# Task objective
Write out the listing again, exactly as it appears below.

Given information Block Start

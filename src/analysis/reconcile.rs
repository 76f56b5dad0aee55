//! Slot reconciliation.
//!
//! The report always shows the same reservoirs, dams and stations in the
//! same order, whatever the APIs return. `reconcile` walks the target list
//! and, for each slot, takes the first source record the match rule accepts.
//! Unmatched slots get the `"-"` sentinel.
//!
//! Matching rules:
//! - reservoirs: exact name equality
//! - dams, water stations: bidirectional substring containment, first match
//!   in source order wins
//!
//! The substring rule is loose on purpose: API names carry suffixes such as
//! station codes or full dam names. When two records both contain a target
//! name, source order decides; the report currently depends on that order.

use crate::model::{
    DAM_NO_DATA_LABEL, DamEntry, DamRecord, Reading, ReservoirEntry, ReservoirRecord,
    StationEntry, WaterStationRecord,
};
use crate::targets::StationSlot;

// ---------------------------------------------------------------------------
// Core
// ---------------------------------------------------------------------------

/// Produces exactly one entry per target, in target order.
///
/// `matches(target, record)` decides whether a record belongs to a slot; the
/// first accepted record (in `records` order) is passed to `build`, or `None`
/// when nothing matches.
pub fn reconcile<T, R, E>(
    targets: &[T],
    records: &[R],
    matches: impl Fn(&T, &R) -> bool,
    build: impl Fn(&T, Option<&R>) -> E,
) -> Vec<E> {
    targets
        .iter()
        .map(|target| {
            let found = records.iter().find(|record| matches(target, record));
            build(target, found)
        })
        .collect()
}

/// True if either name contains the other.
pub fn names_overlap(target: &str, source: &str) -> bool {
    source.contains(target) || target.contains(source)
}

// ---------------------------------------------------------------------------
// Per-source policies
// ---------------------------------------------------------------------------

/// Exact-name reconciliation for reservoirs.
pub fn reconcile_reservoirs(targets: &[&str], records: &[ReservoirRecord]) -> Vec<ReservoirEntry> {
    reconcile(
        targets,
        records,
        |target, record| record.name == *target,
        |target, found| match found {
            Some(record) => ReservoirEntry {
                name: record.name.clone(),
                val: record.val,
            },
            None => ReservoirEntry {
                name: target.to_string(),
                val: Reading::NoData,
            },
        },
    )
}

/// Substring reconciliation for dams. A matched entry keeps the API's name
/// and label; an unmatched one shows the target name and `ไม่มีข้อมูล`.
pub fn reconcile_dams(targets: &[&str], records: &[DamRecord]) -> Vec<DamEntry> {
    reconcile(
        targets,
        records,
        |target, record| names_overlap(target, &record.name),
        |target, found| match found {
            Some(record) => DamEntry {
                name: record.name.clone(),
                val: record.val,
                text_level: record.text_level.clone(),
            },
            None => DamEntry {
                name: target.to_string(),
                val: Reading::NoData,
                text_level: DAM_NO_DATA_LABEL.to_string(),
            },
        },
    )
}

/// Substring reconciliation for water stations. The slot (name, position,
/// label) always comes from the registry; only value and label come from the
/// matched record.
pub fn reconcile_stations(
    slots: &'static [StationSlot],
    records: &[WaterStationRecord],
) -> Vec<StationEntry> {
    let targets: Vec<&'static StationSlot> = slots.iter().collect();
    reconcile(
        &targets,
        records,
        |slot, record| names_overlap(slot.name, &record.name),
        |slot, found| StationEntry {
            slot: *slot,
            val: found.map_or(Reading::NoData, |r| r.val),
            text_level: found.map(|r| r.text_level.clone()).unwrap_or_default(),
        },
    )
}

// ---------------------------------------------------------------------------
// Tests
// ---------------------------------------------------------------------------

Given information Block End

# Response to this task
filename src/analysis/reconcile.rs
repository 76f56b5dad0aee55
//! Slot reconciliation.
//!
//! The report always shows the same reservoirs, dams and stations in the
//! same order, whatever the APIs return. `reconcile` walks the target list
//! and, for each slot, takes the first source record the match rule accepts.
//! Unmatched slots get the `"-"` sentinel.
//!
//! Matching rules:
//! - reservoirs: exact name equality
//! - dams, water stations: bidirectional substring containment, first match
//!   in source order wins
//!
//! The substring rule is loose on purpose: API names carry suffixes such as
//! station codes or full dam names. When two records both contain a target
//! name, source order decides; the report currently depends on that order.

use crate::model::{
    DAM_NO_DATA_LABEL, DamEntry, DamRecord, Reading, ReservoirEntry, ReservoirRecord,
    StationEntry, WaterStationRecord,
};
use crate::targets::StationSlot;

// ---------------------------------------------------------------------------
// Core
// ---------------------------------------------------------------------------

/// Produces exactly one entry per target, in target order.
///
/// `matches(target, record)` decides whether a record belongs to a slot; the
/// first accepted record (in `records` order) is passed to `build`, or `None`
/// when nothing matches.
pub fn reconcile<T, R, E>(
    targets: &[T],
    records: &[R],
    matches: impl Fn(&T, &R) -> bool,
    build: impl Fn(&T, Option<&R>) -> E,
) -> Vec<E> {
    targets
        .iter()
        .map(|target| {
            let found = records.iter().find(|record| matches(target, record));
            build(target, found)
        })
        .collect()
}

/// True if either name contains the other.
pub fn names_overlap(target: &str, source: &str) -> bool {
    source.contains(target) || target.contains(source)
}

// ---------------------------------------------------------------------------
// Per-source policies
// ---------------------------------------------------------------------------

/// Exact-name reconciliation for reservoirs.
pub fn reconcile_reservoirs(targets: &[&str], records: &[ReservoirRecord]) -> Vec<ReservoirEntry> {
    reconcile(
        targets,
        records,
        |target, record| record.name == *target,
        |target, found| match found {
            Some(record) => ReservoirEntry {
                name: record.name.clone(),
                val: record.val,
            },
            None => ReservoirEntry {
                name: target.to_string(),
                val: Reading::NoData,
            },
        },
    )
}

/// Substring reconciliation for dams. A matched entry keeps the API's name
/// and label; an unmatched one shows the target name and `ไม่มีข้อมูล`.
pub fn reconcile_dams(targets: &[&str], records: &[DamRecord]) -> Vec<DamEntry> {
    reconcile(
        targets,
        records,
        |target, record| names_overlap(target, &record.name),
        |target, found| match found {
            Some(record) => DamEntry {
                name: record.name.clone(),
                val: record.val,
                text_level: record.text_level.clone(),
            },
            None => DamEntry {
                name: target.to_string(),
                val: Reading::NoData,
                text_level: DAM_NO_DATA_LABEL.to_string(),
            },
        },
    )
}

/// Substring reconciliation for water stations. The slot (name, position,
/// label) always comes from the registry; only value and label come from the
/// matched record.
pub fn reconcile_stations(
    slots: &'static [StationSlot],
    records: &[WaterStationRecord],
) -> Vec<StationEntry> {
    let targets: Vec<&'static StationSlot> = slots.iter().collect();
    reconcile(
        &targets,
        records,
        |slot, record| names_overlap(slot.name, &record.name),
        |slot, found| StationEntry {
            slot: *slot,
            val: found.map_or(Reading::NoData, |r| r.val),
            text_level: found.map(|r| r.text_level.clone()).unwrap_or_default(),
        },
    )
}

// ---------------------------------------------------------------------------
// Tests
// ---------------------------------------------------------------------------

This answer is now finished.